Il s'agit en premier lieu d'un essai qui débutera au printemps 2002 à l'hôpital Necker (Paris), et qui sera mené par l'équipe du Pr Fischer. Avec la collaboration du généthon et du GVPN, qui fait actuellement produire en Belgique, par la société Henogen, les lots de vecteurs rétroviraux nécessaires, l'équipe de Necker tentera de reproduire dans un autre déficit immunitaire de l'enfant le succès déjà obtenu contre le le déficit immunitaire combiné lié à l'X (SCID-X).
En second lieu, un essai est prévu pour 2003 contre la dystrophie des ceintures, qui sera conduit en collaboration avec l'Institut de myologie de l'hôpital de la Pitié-Salpêtrière (Paris), la Harvard Medical School de Boston et l'université de Pennsylvanie. Le vecteur utilisé sera le virus adéno-associé (AAV), très étudié au Généthon, et dont le GVPN doit optimiser la production selon les « bonnes pratiques de fabrication » permettant les essais cliniques.

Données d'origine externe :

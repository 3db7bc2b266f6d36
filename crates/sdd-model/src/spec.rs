//! Declarative table specifications.
//!
//! A specification names the breakdown columns, the question(s) and base(s),
//! an optional filter and response regrouping, and selects one of five
//! tabulation strategies. Specifications are plain data and deserialize from
//! TOML or JSON:
//!
//! ```toml
//! [[table]]
//! name = "smoking_status_by_sex"
//! strategy = "single_response"
//! breakdowns = ["sex", "age1315"]
//! question = "dcgstg3"
//! filter = "age1315 >= 13"
//! subgroup = [{ code = 10, codes = [1, 2] }]
//! ```

use serde::{Deserialize, Serialize};

/// The five tabulation strategies.
#[derive(Debug, Clone, Copy, PartialEq, Eq, Hash, Serialize, Deserialize)]
#[serde(rename_all = "snake_case")]
pub enum Strategy {
    /// One coded question, one response per pupil.
    SingleResponse,
    /// The single-response table repeated over several questions.
    MultiQuestion,
    /// "Which of these applied?" flags, each with its own base.
    MultiDiscrete,
    /// Continuous amounts by type as a share of a total.
    MultiContinuous,
    /// Weighted mean and median of continuous questions.
    Statistics,
}

impl Strategy {
    pub fn display_name(self) -> &'static str {
        match self {
            Self::SingleResponse => "Single response",
            Self::MultiQuestion => "Multi question",
            Self::MultiDiscrete => "Multi response (discrete)",
            Self::MultiContinuous => "Multi response (continuous)",
            Self::Statistics => "Statistics",
        }
    }
}

/// A new response code defined as the union of existing codes.
#[derive(Debug, Clone, PartialEq, Eq, Serialize, Deserialize)]
pub struct Subgroup {
    pub code: i64,
    pub codes: Vec<i64>,
}

/// Strategy selection and its strategy-specific inputs.
#[derive(Debug, Clone, PartialEq, Serialize, Deserialize)]
#[serde(tag = "strategy", rename_all = "snake_case")]
pub enum TableQuery {
    SingleResponse {
        question: String,
        #[serde(default)]
        subgroup: Vec<Subgroup>,
    },
    MultiQuestion {
        questions: Vec<String>,
        #[serde(default)]
        subgroup: Vec<Subgroup>,
    },
    MultiDiscrete {
        responses: Vec<String>,
        /// One base per response, in the same order.
        bases: Vec<String>,
    },
    MultiContinuous {
        responses: Vec<String>,
        base: String,
    },
    Statistics {
        questions: Vec<String>,
        base: String,
    },
}

impl TableQuery {
    pub fn strategy(&self) -> Strategy {
        match self {
            Self::SingleResponse { .. } => Strategy::SingleResponse,
            Self::MultiQuestion { .. } => Strategy::MultiQuestion,
            Self::MultiDiscrete { .. } => Strategy::MultiDiscrete,
            Self::MultiContinuous { .. } => Strategy::MultiContinuous,
            Self::Statistics { .. } => Strategy::Statistics,
        }
    }

    /// Question, response and base columns referenced by the query.
    pub fn columns(&self) -> Vec<&str> {
        match self {
            Self::SingleResponse { question, .. } => vec![question.as_str()],
            Self::MultiQuestion { questions, .. } => questions.iter().map(String::as_str).collect(),
            Self::MultiDiscrete { responses, bases } => responses
                .iter()
                .chain(bases.iter())
                .map(String::as_str)
                .collect(),
            Self::MultiContinuous { responses, base } => responses
                .iter()
                .map(String::as_str)
                .chain(std::iter::once(base.as_str()))
                .collect(),
            Self::Statistics { questions, base } => questions
                .iter()
                .map(String::as_str)
                .chain(std::iter::once(base.as_str()))
                .collect(),
        }
    }

    pub fn subgroups(&self) -> &[Subgroup] {
        match self {
            Self::SingleResponse { subgroup, .. } | Self::MultiQuestion { subgroup, .. } => subgroup,
            _ => &[],
        }
    }
}

fn default_variance() -> bool {
    true
}

/// One declared output table.
#[derive(Debug, Clone, PartialEq, Serialize, Deserialize)]
pub struct TableSpec {
    /// Output name, also used for the CSV asset.
    pub name: String,
    #[serde(default)]
    pub breakdowns: Vec<String>,
    /// Row filter; `{question}` is replaced per question in multi-question tables.
    #[serde(default)]
    pub filter: Option<String>,
    /// Overrides the run-level year label.
    #[serde(default)]
    pub year: Option<String>,
    /// Compute design-based standard errors and intervals.
    #[serde(default = "default_variance")]
    pub variance: bool,
    #[serde(flatten)]
    pub query: TableQuery,
}

impl TableSpec {
    pub fn new(name: impl Into<String>, query: TableQuery) -> Self {
        Self {
            name: name.into(),
            breakdowns: Vec::new(),
            filter: None,
            year: None,
            variance: true,
            query,
        }
    }

    pub fn with_breakdowns<S: Into<String>>(mut self, breakdowns: impl IntoIterator<Item = S>) -> Self {
        self.breakdowns = breakdowns.into_iter().map(Into::into).collect();
        self
    }

    pub fn with_filter(mut self, filter: impl Into<String>) -> Self {
        self.filter = Some(filter.into());
        self
    }

    pub fn with_year(mut self, year: impl Into<String>) -> Self {
        self.year = Some(year.into());
        self
    }

    pub fn without_variance(mut self) -> Self {
        self.variance = false;
        self
    }

    pub fn strategy(&self) -> Strategy {
        self.query.strategy()
    }

    /// Every record column the specification names, filter excluded.
    pub fn referenced_columns(&self) -> Vec<&str> {
        let mut columns: Vec<&str> = self.breakdowns.iter().map(String::as_str).collect();
        columns.extend(self.query.columns());
        columns
    }
}

/// A list of table specifications as stored in a spec file.
#[derive(Debug, Clone, Default, PartialEq, Serialize, Deserialize)]
pub struct TableSpecList {
    #[serde(default, rename = "table")]
    pub tables: Vec<TableSpec>,
}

Le Généthon travaille en outre à la préparation d'essais contre l'adrénoleucodystrophie (en collaboration avec les hôpitaux parisiens Saint-Vincent-de-Paul et Necker), l'hypercholestérolémie familiale (en collaboration avec l'INSERM et l'hôpital Antoine-Béclère) et l'épidermolyse bulleuse (en collaboration avec le CHU de Nice).